A recuperação da cirurgia bariátrica é um processo muito difícil, por isso é essencial que o paciente esteja apto para passar por esse procedimento sem que novos transtornos ou problemas físicos surjam. Esse paciente precisa ter grande capacidade para mudar hábitos e estabelecer novos limites, comprometimento, percepção corporal, engajamento para se manter saudável e, principalmente, motivação para manter o resultado da cirurgia. “O ato de  comer era um suporte emocional para esses pacientes e, uma vez que esse prazer é tirado, ela pode direcionar esse suporte para outros transtornos”, aponta Cristiane para o perigo da depressão, ansiedade e novos vícios se instalarem.

Se o paciente tem a expectativa frustrada, além dele deprimir e ficar pior, ainda precisa tratar a causa de seus problemas. O comportamento mais comum nesse cenário em que o paciente não consegue seguir as recomendações do pós-operatório e tem o reganho de peso é que ele dificilmente vai continuar com os procedimentos. “Operei, não resolveu”. O paciente para de se cuidar, para de procurar acompanhamento e  consultoria nutricional,  psicólogo e médicos. “É fundamental que o paciente saiba dos objetivos e o que a cirurgia pode fazer por ele. Eles não admitem que procuram a cirurgia por questões emocionais, a questão emocional é sempre secundária, mas no processo de avaliação sempre descobrimos se ele tem expectativas secundárias além das principais, que são a saúde e de sair do risco”, explica Cristiane.

Em que a bariátrica ajuda?

Os efeitos positivos da cirurgia bariátrica incluem a melhora nas condições de saúde para os portadores de diabetes, hipertensão, doenças cardiovasculares e problemas osteoarticulares. Além disso, “aspectos psicossociais como, por exemplo, a melhora da autoestima e experiências de re-inserção social, têm um forte impacto como motivação para a decisão pela cirurgia”, informa a Unicamp.

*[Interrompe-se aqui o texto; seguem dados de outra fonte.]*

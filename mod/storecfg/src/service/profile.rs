//! Per-store profile reads and writes, outside the provisioning saga.

use serde::{Deserialize, Serialize};
use serde_json::Value;

use abcpos_core::{ServiceError, merge_patch, now_rfc3339};

use crate::catalog::{
    get_vertical_template, is_template_allowed_in_country,
    normalize::{normalize_country_code, normalize_template_code, to_unique_uppercase},
};
use crate::model::{
    HardwareSelectionInput, ProfileStatus, StoreHardwareProfile, StoreVerticalProfile,
};
use crate::service::StorecfgService;
use crate::service::template::resolve_vertical_template_config;
use crate::service::validator::validate_hardware_selection;

#[derive(Debug, Clone, Default, Deserialize)]
#[serde(rename_all = "camelCase", default)]
pub struct UpsertHardwareProfileInput {
    pub country_code: String,
    pub business_type: String,
    pub profile_status: String,
    pub provider_priority: Vec<String>,
    pub capability_targets: Vec<String>,
    pub selections: Vec<HardwareSelectionInput>,
    pub metadata: Value,
}

/// A vertical profile, optionally with the template merge recomputed.
#[derive(Debug, Clone, Serialize)]
#[serde(rename_all = "camelCase")]
pub struct VerticalProfileView {
    #[serde(flatten)]
    pub profile: StoreVerticalProfile,

    #[serde(skip_serializing_if = "Option::is_none")]
    pub resolved_template: Option<Value>,
}

impl StorecfgService {
    /// Replace a store's hardware profile. Selections are validated
    /// against the catalog; any row error rejects the whole write.
    pub fn upsert_hardware_profile(
        &self,
        location_id: &str,
        input: &UpsertHardwareProfileInput,
    ) -> Result<StoreHardwareProfile, ServiceError> {
        let location_id = location_id.trim();
        if location_id.is_empty() {
            return Err(ServiceError::Validation("locationId is required.".to_string()));
        }

        let country_code = normalize_country_code(&input.country_code, "US");
        let validation = validate_hardware_selection(&country_code, &input.selections);
        if !validation.errors.is_empty() {
            return Err(ServiceError::ValidationBatch {
                message: "Invalid hardware profile selections.".to_string(),
                details: validation.errors,
            });
        }

        let existing: Option<StoreHardwareProfile> = self.get_doc("hardware_profile", location_id)?;
        let now = now_rfc3339();
        let profile = StoreHardwareProfile {
            location_id: location_id.to_string(),
            country_code,
            business_type: input.business_type.trim().to_uppercase(),
            profile_status: ProfileStatus::parse(&input.profile_status),
            provider_priority: to_unique_uppercase(&input.provider_priority),
            capability_targets: to_unique_uppercase(&input.capability_targets),
            selections: validation.resolved_selections,
            validation_warnings: validation.warnings,
            metadata: input.metadata.clone(),
            create_at: existing.and_then(|p| p.create_at).or_else(|| Some(now.clone())),
            update_at: Some(now),
        };
        self.put_doc("hardware_profile", location_id, &profile)?;
        tracing::info!(
            location_id,
            selected_devices = profile.selections.len(),
            "hardware profile upserted"
        );
        Ok(profile)
    }

    pub fn get_hardware_profile(
        &self,
        location_id: &str,
    ) -> Result<StoreHardwareProfile, ServiceError> {
        self.require_doc("hardware_profile", location_id.trim())
    }

    /// Read a vertical profile; with `resolved`, the overrides are
    /// merged onto the current template catalog entry.
    pub fn get_vertical_profile(
        &self,
        location_id: &str,
        resolved: bool,
    ) -> Result<VerticalProfileView, ServiceError> {
        let profile: StoreVerticalProfile = self.require_doc("vertical_profile", location_id.trim())?;
        let resolved_template = if resolved {
            resolve_vertical_template_config(&profile.template_code, &profile.overrides)
        } else {
            None
        };
        Ok(VerticalProfileView {
            profile,
            resolved_template,
        })
    }

    /// JSON merge-patch a vertical profile. The template/country pair
    /// is re-validated after the patch; `locationId` cannot change.
    pub fn update_vertical_profile(
        &self,
        location_id: &str,
        patch: &Value,
    ) -> Result<VerticalProfileView, ServiceError> {
        let location_id = location_id.trim();
        let existing: StoreVerticalProfile = self.require_doc("vertical_profile", location_id)?;
        let create_at = existing.create_at.clone();

        let mut doc = serde_json::to_value(&existing)
            .map_err(|e| ServiceError::Internal(e.to_string()))?;
        merge_patch(&mut doc, patch);
        let mut profile: StoreVerticalProfile = serde_json::from_value(doc)
            .map_err(|e| ServiceError::Validation(format!("invalid vertical profile patch: {}", e)))?;

        profile.location_id = location_id.to_string();
        profile.country_code = normalize_country_code(&profile.country_code, "US");
        profile.template_code = normalize_template_code(&profile.template_code);

        let Some(template) = get_vertical_template(&profile.template_code) else {
            return Err(ServiceError::Validation(format!(
                "Unknown vertical template: {}.",
                profile.template_code
            )));
        };
        if !is_template_allowed_in_country(template, &profile.country_code) {
            return Err(ServiceError::Validation(format!(
                "Template {} is not supported in {}.",
                profile.template_code, profile.country_code
            )));
        }

        profile.create_at = create_at;
        profile.update_at = Some(now_rfc3339());
        self.put_doc("vertical_profile", location_id, &profile)?;

        let resolved_template =
            resolve_vertical_template_config(&profile.template_code, &profile.overrides);
        Ok(VerticalProfileView {
            profile,
            resolved_template,
        })
    }
}

#[cfg(test)]
mod tests {
    use serde_json::json;

    use super::*;
    use crate::catalog::VERTICAL_TEMPLATE_VERSION;
    use crate::service::testutil::test_service;

    fn upsert_input(selections: Vec<HardwareSelectionInput>) -> UpsertHardwareProfileInput {
        UpsertHardwareProfileInput {
            country_code: "us".into(),
            business_type: "tea_beverage".into(),
            provider_priority: vec!["square".into()],
            capability_targets: vec!["EMV_NFC_PAYMENT".into()],
            selections,
            ..Default::default()
        }
    }

    fn selection(role: &str, provider: &str, model: &str) -> HardwareSelectionInput {
        HardwareSelectionInput {
            role_key: role.into(),
            provider_code: provider.into(),
            model_code: model.into(),
            quantity: 1,
            zone: String::new(),
            metadata: Value::Null,
        }
    }

    fn seed_vertical_profile(svc: &StorecfgService, location_id: &str) {
        svc.put_doc(
            "vertical_profile",
            location_id,
            &StoreVerticalProfile {
                location_id: location_id.into(),
                country_code: "US".into(),
                template_code: "MILK_TEA".into(),
                template_version: VERTICAL_TEMPLATE_VERSION.into(),
                profile_status: ProfileStatus::Active,
                overrides: json!({}),
                metadata: Value::Null,
                create_at: Some("2026-02-01T00:00:00Z".into()),
                update_at: Some("2026-02-01T00:00:00Z".into()),
            },
        )
        .unwrap();
    }

    #[test]
    fn upsert_normalizes_and_persists() {
        let svc = test_service();
        let profile = svc
            .upsert_hardware_profile(
                "loc-001",
                &upsert_input(vec![selection("PAYMENT", "SQUARE", "SQUARE_TERMINAL")]),
            )
            .unwrap();
        assert_eq!(profile.country_code, "US");
        assert_eq!(profile.business_type, "TEA_BEVERAGE");
        assert_eq!(profile.provider_priority, vec!["SQUARE"]);
        assert_eq!(profile.selections[0].resolved_display_name, "Square Terminal");
        // Missing receipt capability is a warning, not an error.
        assert_eq!(profile.validation_warnings.len(), 1);

        let read = svc.get_hardware_profile("loc-001").unwrap();
        assert_eq!(read.selections.len(), 1);
    }

    #[test]
    fn upsert_preserves_create_at() {
        let svc = test_service();
        let first = svc
            .upsert_hardware_profile("loc-001", &upsert_input(vec![]))
            .unwrap();
        let second = svc
            .upsert_hardware_profile(
                "loc-001",
                &upsert_input(vec![selection("PAYMENT", "SQUARE", "SQUARE_TERMINAL")]),
            )
            .unwrap();
        assert_eq!(first.create_at, second.create_at);
        assert_eq!(second.selections.len(), 1);
    }

    #[test]
    fn upsert_rejects_invalid_selections_as_a_batch() {
        let svc = test_service();
        let err = svc
            .upsert_hardware_profile(
                "loc-001",
                &upsert_input(vec![
                    selection("PAYMENT", "SQUARE", "SQUARE_TERMINAL"),
                    selection("PAYMENT_2", "TOAST", "NOT_A_MODEL"),
                ]),
            )
            .unwrap_err();
        match err {
            ServiceError::ValidationBatch { details, .. } => {
                assert_eq!(details.len(), 1);
                assert_eq!(details[0].index, 1);
            }
            other => panic!("unexpected error: {other:?}"),
        }
        // Batch-fatal: nothing was written.
        assert!(svc.get_hardware_profile("loc-001").is_err());
    }

    #[test]
    fn vertical_profile_resolved_view_merges_template() {
        let svc = test_service();
        seed_vertical_profile(&svc, "loc-001");
        svc.update_vertical_profile(
            "loc-001",
            &json!({"overrides": {"queueProfile": {"callingScreen": false}}}),
        )
        .unwrap();

        let view = svc.get_vertical_profile("loc-001", true).unwrap();
        let resolved = view.resolved_template.unwrap();
        assert_eq!(resolved["queueProfile"]["enabled"], true);
        assert_eq!(resolved["queueProfile"]["callingScreen"], false);

        let plain = svc.get_vertical_profile("loc-001", false).unwrap();
        assert!(plain.resolved_template.is_none());
    }

    #[test]
    fn patch_revalidates_template_country() {
        let svc = test_service();
        seed_vertical_profile(&svc, "loc-001");

        let err = svc
            .update_vertical_profile("loc-001", &json!({"countryCode": "FR"}))
            .unwrap_err();
        match err {
            ServiceError::Validation(message) => {
                assert!(message.to_lowercase().contains("not supported"))
            }
            other => panic!("unexpected error: {other:?}"),
        }

        let err = svc
            .update_vertical_profile("loc-001", &json!({"templateCode": "NO_SUCH"}))
            .unwrap_err();
        assert!(matches!(err, ServiceError::Validation(_)));

        // Failed patches leave the stored profile untouched.
        let view = svc.get_vertical_profile("loc-001", false).unwrap();
        assert_eq!(view.profile.template_code, "MILK_TEA");
        assert_eq!(view.profile.country_code, "US");
    }

    #[test]
    fn patch_cannot_move_the_profile() {
        let svc = test_service();
        seed_vertical_profile(&svc, "loc-001");
        let view = svc
            .update_vertical_profile("loc-001", &json!({"locationId": "loc-999"}))
            .unwrap();
        assert_eq!(view.profile.location_id, "loc-001");
        assert!(svc.get_vertical_profile("loc-999", false).is_err());
    }

    #[test]
    fn missing_profiles_are_not_found() {
        let svc = test_service();
        assert!(matches!(
            svc.get_hardware_profile("nope"),
            Err(ServiceError::NotFound(_))
        ));
        assert!(matches!(
            svc.get_vertical_profile("nope", false),
            Err(ServiceError::NotFound(_))
        ));
        assert!(matches!(
            svc.update_vertical_profile("nope", &json!({})),
            Err(ServiceError::NotFound(_))
        ));
    }
}
//! Route registration — collects module routes + system endpoints.

use axum::Router;
use axum::response::IntoResponse;
use axum::routing::get;

/// Build the complete router with all routes.
pub fn build_router(module_routes: Vec<(&str, Router)>) -> Router {
    let mut app = Router::new()
        .route("/health", get(health))
        .route("/version", get(version));

    // Module routes are already Router<()>; each mounts its own
    // versioned prefix internally.
    for (_, router) in module_routes {
        app = app.merge(router);
    }
    app
}

async fn health() -> impl IntoResponse {
    axum::Json(serde_json::json!({
        "status": "ok",
    }))
}

async fn version() -> impl IntoResponse {
    axum::Json(serde_json::json!({
        "name": "abcposd",
        "version": env!("CARGO_PKG_VERSION"),
    }))
}
use chrono::{DateTime, NaiveDate, Utc};
use serde::{Deserialize, Serialize};
use std::collections::BTreeMap;
use strum_macros::{Display, EnumString};

use super::errors::StatsError;
use super::repository::SqlParam;

#[derive(
    Debug, Clone, Copy, PartialEq, Eq, Hash, PartialOrd, Ord, Serialize, Deserialize, Display, EnumString,
)]
#[serde(rename_all = "lowercase")]
#[strum(serialize_all = "UPPERCASE", ascii_case_insensitive)]
pub enum League {
    Nfl,
    Nba,
}

#[derive(Debug, Clone, Copy, PartialEq, Eq, Serialize, Deserialize, Display)]
#[serde(rename_all = "lowercase")]
#[strum(serialize_all = "lowercase")]
pub enum SubjectKind {
    Player,
    Team,
}

/// A player or team a query is scoped to, identified by free-text name or abbreviation.
#[derive(Debug, Clone, PartialEq, Eq, Serialize)]
pub struct EntityKey {
    pub league: League,
    pub kind: SubjectKind,
    pub identifier: String,
}

impl EntityKey {
    pub fn new(league: League, kind: SubjectKind, identifier: &str) -> Result<Self, StatsError> {
        let identifier = identifier.trim();
        if identifier.is_empty() {
            return Err(StatsError::invalid(format!("{kind} name is required")));
        }
        Ok(Self {
            league,
            kind,
            identifier: identifier.to_string(),
        })
    }

    pub fn player(league: League, name: &str) -> Result<Self, StatsError> {
        Self::new(league, SubjectKind::Player, name)
    }

    pub fn team(league: League, name: &str) -> Result<Self, StatsError> {
        Self::new(league, SubjectKind::Team, name)
    }
}

impl std::fmt::Display for EntityKey {
    fn fmt(&self, f: &mut std::fmt::Formatter<'_>) -> std::fmt::Result {
        write!(f, "{} {} '{}'", self.league, self.kind, self.identifier)
    }
}

/// What to do when a name lookup matches more than one row.
#[derive(Debug, Clone, Copy, PartialEq, Eq)]
pub enum MatchPolicy {
    First,
    Unique,
}

/// Season identifiers diverge per league: NBA uses `2024-25`, NFL a bare year.
#[derive(Debug, Clone, Copy, PartialEq, Eq, Hash)]
pub enum Season {
    Nba { start_year: u16 },
    Nfl { year: u16 },
}

impl Season {
    pub fn parse(league: League, raw: &str) -> Result<Self, StatsError> {
        let raw = raw.trim();
        let unparseable = || StatsError::invalid(format!("unparseable {league} season '{raw}'"));
        let year = |digits: &str, len: usize| -> Result<u16, StatsError> {
            if digits.len() != len || !digits.bytes().all(|b| b.is_ascii_digit()) {
                return Err(unparseable());
            }
            digits.parse().map_err(|_| unparseable())
        };

        match league {
            League::Nba => {
                let (start, end) = raw.split_once('-').ok_or_else(unparseable)?;
                let start_year = year(start, 4)?;
                let end_year = year(end, 2)?;
                if (start_year + 1) % 100 != end_year {
                    return Err(unparseable());
                }
                Ok(Season::Nba { start_year })
            }
            League::Nfl => Ok(Season::Nfl { year: year(raw, 4)? }),
        }
    }

    pub fn label(&self) -> String {
        match self {
            Season::Nba { start_year } => format!("{}-{:02}", start_year, (start_year + 1) % 100),
            Season::Nfl { year } => year.to_string(),
        }
    }

    pub(crate) fn param(&self) -> SqlParam {
        match self {
            Season::Nba { .. } => SqlParam::Text(self.label()),
            Season::Nfl { year } => SqlParam::Int(i64::from(*year)),
        }
    }
}

impl std::fmt::Display for Season {
    fn fmt(&self, f: &mut std::fmt::Formatter<'_>) -> std::fmt::Result {
        f.write_str(&self.label())
    }
}

/// Unit a metric is stored in. Values are never rescaled between units.
#[derive(Debug, Clone, Copy, PartialEq, Eq, Serialize, Deserialize, Display)]
#[serde(rename_all = "snake_case")]
#[strum(serialize_all = "snake_case")]
pub enum Unit {
    /// Fraction between 0 and 1
    Rate,
    /// Percentage between 0 and 100
    Percent,
    Count,
    Yards,
    PerGame,
    Rating,
    Epa,
}

#[derive(Debug, Clone, PartialEq, Serialize, Deserialize)]
pub struct MetricValue {
    pub value: f64,
    pub unit: Unit,
    #[serde(skip_serializing_if = "Option::is_none")]
    pub rank: Option<u32>,
    #[serde(skip_serializing_if = "Option::is_none")]
    pub out_of: Option<u32>,
}

#[derive(Debug, Clone, PartialEq, Serialize, Deserialize)]
pub struct MetricRecord {
    pub league: League,
    pub subject: String,
    pub metrics: BTreeMap<String, MetricValue>,
    /// Metrics whose enrichment source had no row for this subject
    #[serde(default, skip_serializing_if = "Vec::is_empty")]
    pub missing: Vec<String>,
}

impl MetricRecord {
    pub fn get(&self, metric: &str) -> Option<&MetricValue> {
        self.metrics.get(metric)
    }

    pub fn value(&self, metric: &str) -> Option<f64> {
        self.metrics.get(metric).map(|m| m.value)
    }

    pub fn rank(&self, metric: &str) -> Option<u32> {
        self.metrics.get(metric).and_then(|m| m.rank)
    }
}

#[derive(Debug, Clone, PartialEq, Serialize, Deserialize)]
pub struct ZoneStat {
    pub zone: String,
    pub attempts: u32,
    pub makes: u32,
    /// `None` when the zone has no attempts
    pub pct: Option<f64>,
    pub rank: Option<u32>,
    pub population_size: Option<u32>,
}

#[derive(Debug, Clone, PartialEq, Serialize)]
pub struct ShotZones {
    pub subject: String,
    pub season: String,
    pub zones: Vec<ZoneStat>,
}

#[derive(Debug, Clone, PartialEq, Serialize)]
pub struct OpponentZones {
    pub team: String,
    pub season: String,
    pub zones: BTreeMap<String, ZoneStat>,
}

// ── Rosters & listings ───────────────────────────────────────────────────────

#[derive(Debug, Clone, PartialEq, Serialize, Deserialize)]
pub struct NbaRosterPlayer {
    pub player_id: String,
    pub name: String,
    pub position: Option<String>,
    pub team: String,
    pub number: Option<String>,
}

#[derive(Debug, Clone, PartialEq, Serialize, Deserialize)]
pub struct NbaTeam {
    pub team_id: String,
    pub city: String,
}

#[derive(Debug, Clone, PartialEq, Serialize, Deserialize)]
pub struct NflRosterPlayer {
    pub name: String,
    pub position: Option<String>,
}

#[derive(Debug, Clone, PartialEq, Serialize, Deserialize)]
pub struct ScoreboardGame {
    pub game_id: String,
    pub home_city: String,
    pub home_team: String,
    pub away_city: String,
    pub away_team: String,
}

// ── Shots & plays ────────────────────────────────────────────────────────────

#[derive(Debug, Clone, PartialEq, Serialize, Deserialize)]
pub struct ShotPoint {
    pub x: f64,
    pub y: f64,
    pub made: bool,
    pub zone: String,
    pub opponent: Option<String>,
}

#[derive(Debug, Clone, PartialEq, Serialize)]
pub struct ShotChart {
    pub player: String,
    pub season: String,
    pub shots: Vec<ShotPoint>,
    /// Per-zone totals for this player only, so unranked
    pub zones: Vec<ZoneStat>,
}

#[derive(Debug, Clone, PartialEq, Serialize, Deserialize)]
pub struct PassingPlay {
    pub week: i32,
    pub opponent: String,
    pub complete: bool,
    pub interception: bool,
    pub air_yards: Option<f64>,
    pub pass_location: Option<String>,
    pub pass_length: Option<String>,
}

// ── Game logs ────────────────────────────────────────────────────────────────

#[derive(Debug, Clone, Copy, PartialEq, Eq, Serialize, Deserialize)]
#[serde(rename_all = "snake_case")]
pub enum EnrichmentSource {
    Joined,
    /// No enrichment row matched; numeric fields hold the documented default (0)
    Defaulted,
}

#[derive(Debug, Clone, PartialEq, Serialize, Deserialize)]
pub struct SnapCounts {
    pub offense_snaps: i64,
    pub offense_snap_pct: f64,
    pub source: EnrichmentSource,
}

#[derive(Debug, Clone, PartialEq, Serialize, Deserialize)]
pub struct NbaPlayerGame {
    pub game_id: String,
    pub game_date: NaiveDate,
    pub points: f64,
    pub assists: f64,
    pub rebounds: f64,
    pub threes_made: f64,
    pub minutes: f64,
}

#[derive(Debug, Clone, PartialEq, Serialize, Deserialize)]
pub struct NbaTeamGame {
    pub game_id: String,
    pub game_date: NaiveDate,
    pub points: f64,
}

#[derive(Debug, Clone, PartialEq, Serialize, Deserialize)]
pub struct NflRushingReceivingGame {
    pub game_id: String,
    pub game_date: NaiveDate,
    pub game_week: i32,
    pub rushing_attempts: i64,
    pub rushing_yards: i64,
    pub rushing_touchdowns: i64,
    pub long_rushing: i64,
    pub receptions: i64,
    pub receiving_targets: i64,
    pub receiving_yards: i64,
    pub yards_per_reception: f64,
    pub receiving_touchdowns: i64,
    pub long_reception: i64,
    pub fumbles: i64,
    pub fumbles_lost: i64,
    pub snaps: SnapCounts,
}

#[derive(Debug, Clone, PartialEq, Serialize, Deserialize)]
pub struct NflPassingGame {
    pub game_id: String,
    pub game_date: NaiveDate,
    pub game_week: i32,
    pub passing_attempts: i64,
    pub completions: i64,
    pub passing_yards: i64,
    pub passing_touchdowns: i64,
    pub interceptions: i64,
    pub qb_rating: f64,
    pub yards_per_pass_attempt: f64,
    pub rushing_attempts: i64,
    pub rushing_yards: i64,
    pub yards_per_rush_attempt: f64,
    pub rushing_touchdowns: i64,
    pub long_rushing: i64,
    pub snaps: SnapCounts,
}

// ── Odds ─────────────────────────────────────────────────────────────────────

/// One observation of a betting line at a point in time.
#[derive(Debug, Clone, PartialEq, Serialize, Deserialize)]
pub struct Snapshot<T> {
    #[serde(skip_serializing, default)]
    pub row_id: i64,
    pub subject: String,
    pub book: String,
    pub market: String,
    pub observed_at: DateTime<Utc>,
    #[serde(flatten)]
    pub value: T,
}

#[derive(Debug, Clone, PartialEq, Serialize, Deserialize)]
pub struct PropPrices {
    pub line: f64,
    pub over_price: Option<i32>,
    pub under_price: Option<i32>,
}

#[derive(Debug, Clone, PartialEq, Serialize, Deserialize)]
pub struct MoneylinePrice {
    pub price: i32,
}

pub type PropLine = Snapshot<PropPrices>;
pub type MoneylineQuote = Snapshot<MoneylinePrice>;

#[derive(Debug, Clone, PartialEq, Serialize)]
pub struct TeamMatchup {
    pub offense: MetricRecord,
    pub defense: MetricRecord,
}

#[cfg(test)]
mod tests {
    use super::*;
    use rstest::rstest;

    #[rstest]
    #[case("2024-25", 2024)]
    #[case(" 1999-00 ", 1999)]
    fn parses_nba_seasons(#[case] raw: &str, #[case] start: u16) {
        let season = Season::parse(League::Nba, raw).unwrap();
        assert_eq!(season, Season::Nba { start_year: start });
        assert_eq!(season.label(), raw.trim());
    }

    #[rstest]
    #[case("2024")]
    #[case("2024-26")]
    #[case("24-25")]
    #[case("abcd-ef")]
    #[case("+123-24")]
    #[case("+023-24")]
    #[case("")]
    fn rejects_bad_nba_seasons(#[case] raw: &str) {
        let err = Season::parse(League::Nba, raw).unwrap_err();
        assert!(matches!(err, StatsError::InvalidArgument(_)));
    }

    #[test]
    fn nfl_season_binds_as_integer() {
        let season = Season::parse(League::Nfl, "2023").unwrap();
        assert_eq!(season.param(), SqlParam::Int(2023));
        assert!(Season::parse(League::Nfl, "2023-24").is_err());
        assert!(Season::parse(League::Nfl, "+202").is_err());
    }

    #[test]
    fn entity_key_rejects_blank_identifier() {
        let err = EntityKey::player(League::Nba, "   ").unwrap_err();
        assert!(matches!(err, StatsError::InvalidArgument(msg) if msg.contains("player")));

        let key = EntityKey::team(League::Nfl, " Chiefs ").unwrap();
        assert_eq!(key.identifier, "Chiefs");
    }

    #[test]
    fn league_parses_case_insensitively() {
        assert_eq!("nba".parse::<League>().unwrap(), League::Nba);
        assert_eq!(League::Nfl.to_string(), "NFL");
    }
}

Um estudo publicado na Revista do Colégio Brasileiro de Cirurgiões analisou 32 mulheres submetidos à cirurgia bariátrica. Cerca de “15 a 30% dos pacientes que se candidatam à cirurgia bariátrica apresentam sintomas clinicamente significantes de depressão, e a maioria dos centros de cirurgia bariátrica considera sua presença uma contraindicação relativa à operação. Foi demonstrado que estes pacientes possuem risco mais elevado de desenvolver sintomas de ansiedade e depressão do que a população geral e que a cirurgia bariátrica pode levar à redução significante de tais sintomas. Os pacientes à procura da operação possuíam características de depressão grave. Além disso, após a operação, estes pacientes apresentaram melhora no escore de depressão, o que vai de encontro com os achados da literatura sobre este parâmetro.”

A ajuda psicológica na cirurgia bariátrica é imprescindível, tanto antes quanto depois da cirurgia, pois pode implicar em todos os problemas acima citados. Além disso, o paciente pode sentir dificuldade em enxergar a sua nova realidade, afinal, indivíduos com obesidade sempre tiveram atrelados a si diversos estigmas e se livrar deles de um dia para o outro, não é uma tarefa fácil. Para que problemas futuros não sejam desenvolvidos ou que a obesidade não retorne, é preciso o auxílio psicológico para lidar com todas essas questões.